David Cormack, Turning the Telescope Round
David Cormack, Turning the Telescope Round
March 2018, Volume 12, Number 1, 27–36.
This year will see the 150th anniversary of the birth of the bank clerk William Roberts. He was born at 16 Waterhouse Street, Everton, on 30 November 1868, the son of a tailor named Seth Roberts, from Pwllheli in Gwynedd, northwest Wales, and his wife Harriet, née Spark, from Childer Thornton on the Wirral peninsula. Both parents had previous marriages (Harriet’s first married name was Jones), and children, some of whom were brought up with William. For some reason, his mother didn’t register William’s birth until 8 January 1869.
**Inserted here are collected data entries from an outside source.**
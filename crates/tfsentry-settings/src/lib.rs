//! Config parsing and resolution.
//!
//! This crate is intentionally IO-free: it parses configuration provided as strings and
//! resolves it against caller-supplied overrides (CLI flags and environment values).

#![forbid(unsafe_code)]

mod model;
mod resolve;

pub use model::{PoliciesConfig, ReportConfig, ScanConfig, TfsentryConfigV1};
pub use resolve::{
    DEFAULT_POLICY_DIR, DEFAULT_TIMEOUT_SECS, EffectiveSettings, FailOn, Overrides, ScanMode,
    parse_fail_on, parse_scan_mode,
};

/// Parse `tfsentry.toml` into a typed model.
pub fn parse_config_toml(input: &str) -> anyhow::Result<TfsentryConfigV1> {
    let cfg: TfsentryConfigV1 = toml::from_str(input)?;
    Ok(cfg)
}

/// Resolve the effective settings (defaults, then file, then environment, then flags).
pub fn resolve_config(
    cfg: TfsentryConfigV1,
    overrides: Overrides,
) -> anyhow::Result<EffectiveSettings> {
    resolve::resolve_config(cfg, overrides)
}
//! Fuzz target for native HCL document building.
//!
//! Goal: The builder should **never panic** on any input.
//! It may return errors, but panics are unacceptable.
//!
//! Run with:
//! ```bash
//! cargo +nightly fuzz run fuzz_hcl_builder
//! ```

#![no_main]

use libfuzzer_sys::fuzz_target;

fuzz_target!(|data: &[u8]| {
    let _ = tfsentry_document::fuzz::build_native(data);
});
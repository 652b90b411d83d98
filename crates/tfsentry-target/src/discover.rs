use crate::TargetError;
use camino::{Utf8Path, Utf8PathBuf};
use globset::{Glob, GlobSet, GlobSetBuilder};
use tracing::debug;
use walkdir::WalkDir;

/// File suffixes recognized as Terraform configuration.
pub const CONFIG_SUFFIXES: [&str; 2] = [".tf", ".tf.json"];

/// Order in which a directory's files are visited (and therefore merged).
#[derive(Clone, Copy, Debug, Default, PartialEq, Eq)]
pub enum FileOrder {
    /// Sorted by file name; reproducible across platforms.
    #[default]
    Lexical,
    /// Whatever order the directory listing returns.
    Listing,
}

pub fn is_config_file(name: &str) -> bool {
    CONFIG_SUFFIXES.iter().any(|suffix| name.ends_with(suffix))
}

/// List the configuration files directly inside `dir` (no recursion).
///
/// `exclude` globs are matched against the file name.
pub fn discover_config_files(
    dir: &Utf8Path,
    order: FileOrder,
    exclude: &[String],
) -> Result<Vec<Utf8PathBuf>, TargetError> {
    let excluded = build_globset(exclude)?;

    let mut walker = WalkDir::new(dir).min_depth(1).max_depth(1);
    if order == FileOrder::Lexical {
        walker = walker.sort_by_file_name();
    }

    let mut out = Vec::new();
    for entry in walker {
        let entry = entry.map_err(|source| TargetError::List {
            dir: dir.to_path_buf(),
            source,
        })?;
        if !entry.file_type().is_file() {
            continue;
        }
        let Some(path) = Utf8PathBuf::from_path_buf(entry.into_path()).ok() else {
            continue;
        };
        let Some(name) = path.file_name() else {
            continue;
        };
        if !is_config_file(name) {
            continue;
        }
        if excluded.is_match(name) {
            debug!(path = %path, "excluded by pattern");
            continue;
        }
        out.push(path);
    }

    Ok(out)
}

fn build_globset(patterns: &[String]) -> Result<GlobSet, TargetError> {
    let mut builder = GlobSetBuilder::new();
    for pattern in patterns {
        let glob = Glob::new(pattern).map_err(|source| TargetError::Exclude {
            pattern: pattern.clone(),
            source,
        })?;
        builder.add(glob);
    }
    builder.build().map_err(|source| TargetError::Exclude {
        pattern: patterns.join(","),
        source,
    })
}

#[cfg(test)]
mod tests {
    use super::*;
    use tempfile::TempDir;

    fn utf8_root(tmp: &TempDir) -> Utf8PathBuf {
        Utf8PathBuf::from_path_buf(tmp.path().to_path_buf()).expect("utf8 path")
    }

    fn write_file(path: &Utf8Path, contents: &str) {
        if let Some(parent) = path.parent() {
            std::fs::create_dir_all(parent).expect("create parent");
        }
        std::fs::write(path, contents).expect("write file");
    }

    fn names(paths: &[Utf8PathBuf]) -> Vec<&str> {
        paths.iter().filter_map(|p| p.file_name()).collect()
    }

    #[test]
    fn lists_only_config_files_in_lexical_order() {
        let tmp = TempDir::new().expect("temp dir");
        let root = utf8_root(&tmp);
        write_file(&root.join("variables.tf"), "");
        write_file(&root.join("main.tf"), "");
        write_file(&root.join("override.tf.json"), "{}");
        write_file(&root.join("README.md"), "");
        write_file(&root.join("terraform.tfvars"), "");
        write_file(&root.join("modules/vpc/main.tf"), "");

        let files = discover_config_files(&root, FileOrder::Lexical, &[]).expect("discover");
        assert_eq!(names(&files), vec!["main.tf", "override.tf.json", "variables.tf"]);
    }

    #[test]
    fn exclude_patterns_apply_to_file_names() {
        let tmp = TempDir::new().expect("temp dir");
        let root = utf8_root(&tmp);
        write_file(&root.join("main.tf"), "");
        write_file(&root.join("generated_override.tf"), "");

        let files = discover_config_files(
            &root,
            FileOrder::Lexical,
            &["*_override.tf".to_string()],
        )
        .expect("discover");
        assert_eq!(names(&files), vec!["main.tf"]);
    }

    #[test]
    fn listing_order_returns_the_same_set() {
        let tmp = TempDir::new().expect("temp dir");
        let root = utf8_root(&tmp);
        write_file(&root.join("b.tf"), "");
        write_file(&root.join("a.tf"), "");

        let mut files = discover_config_files(&root, FileOrder::Listing, &[]).expect("discover");
        files.sort();
        assert_eq!(names(&files), vec!["a.tf", "b.tf"]);
    }

    #[test]
    fn invalid_exclude_pattern_is_rejected() {
        let tmp = TempDir::new().expect("temp dir");
        let root = utf8_root(&tmp);
        let err = discover_config_files(&root, FileOrder::Lexical, &["[".to_string()])
            .expect_err("bad glob");
        assert!(matches!(err, TargetError::Exclude { .. }));
    }

    #[test]
    fn suffix_detection() {
        assert!(is_config_file("main.tf"));
        assert!(is_config_file("main.tf.json"));
        assert!(!is_config_file("main.tfvars"));
        assert!(!is_config_file("main.json"));
    }
}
In 1894 William Roberts married Kate Eleanor Woolett, born in Everton in 1868. They were in their twenties and surely had much to look forward to. In 1901 the census recorded them at 54 Grove Street, Liverpool (he aged 32, she 33), along with William’s widowed mother Harriet (aged 71), and an Irish general servant Susan Cahill (aged 21). After a long illness, Graves’ disease of the thyroid diagnosed five years earlier, Kate died of heart failure aged 50 on 13 October 1918 in Edgbaston; no post-mortem was considered necessary. Their last years were not happy. They had no children. Kate’s death certificate, however, is in the name of Kate Eleanor Newman, with, under ‘Occupation’, ‘Wife of Ernest Newman Journalist’.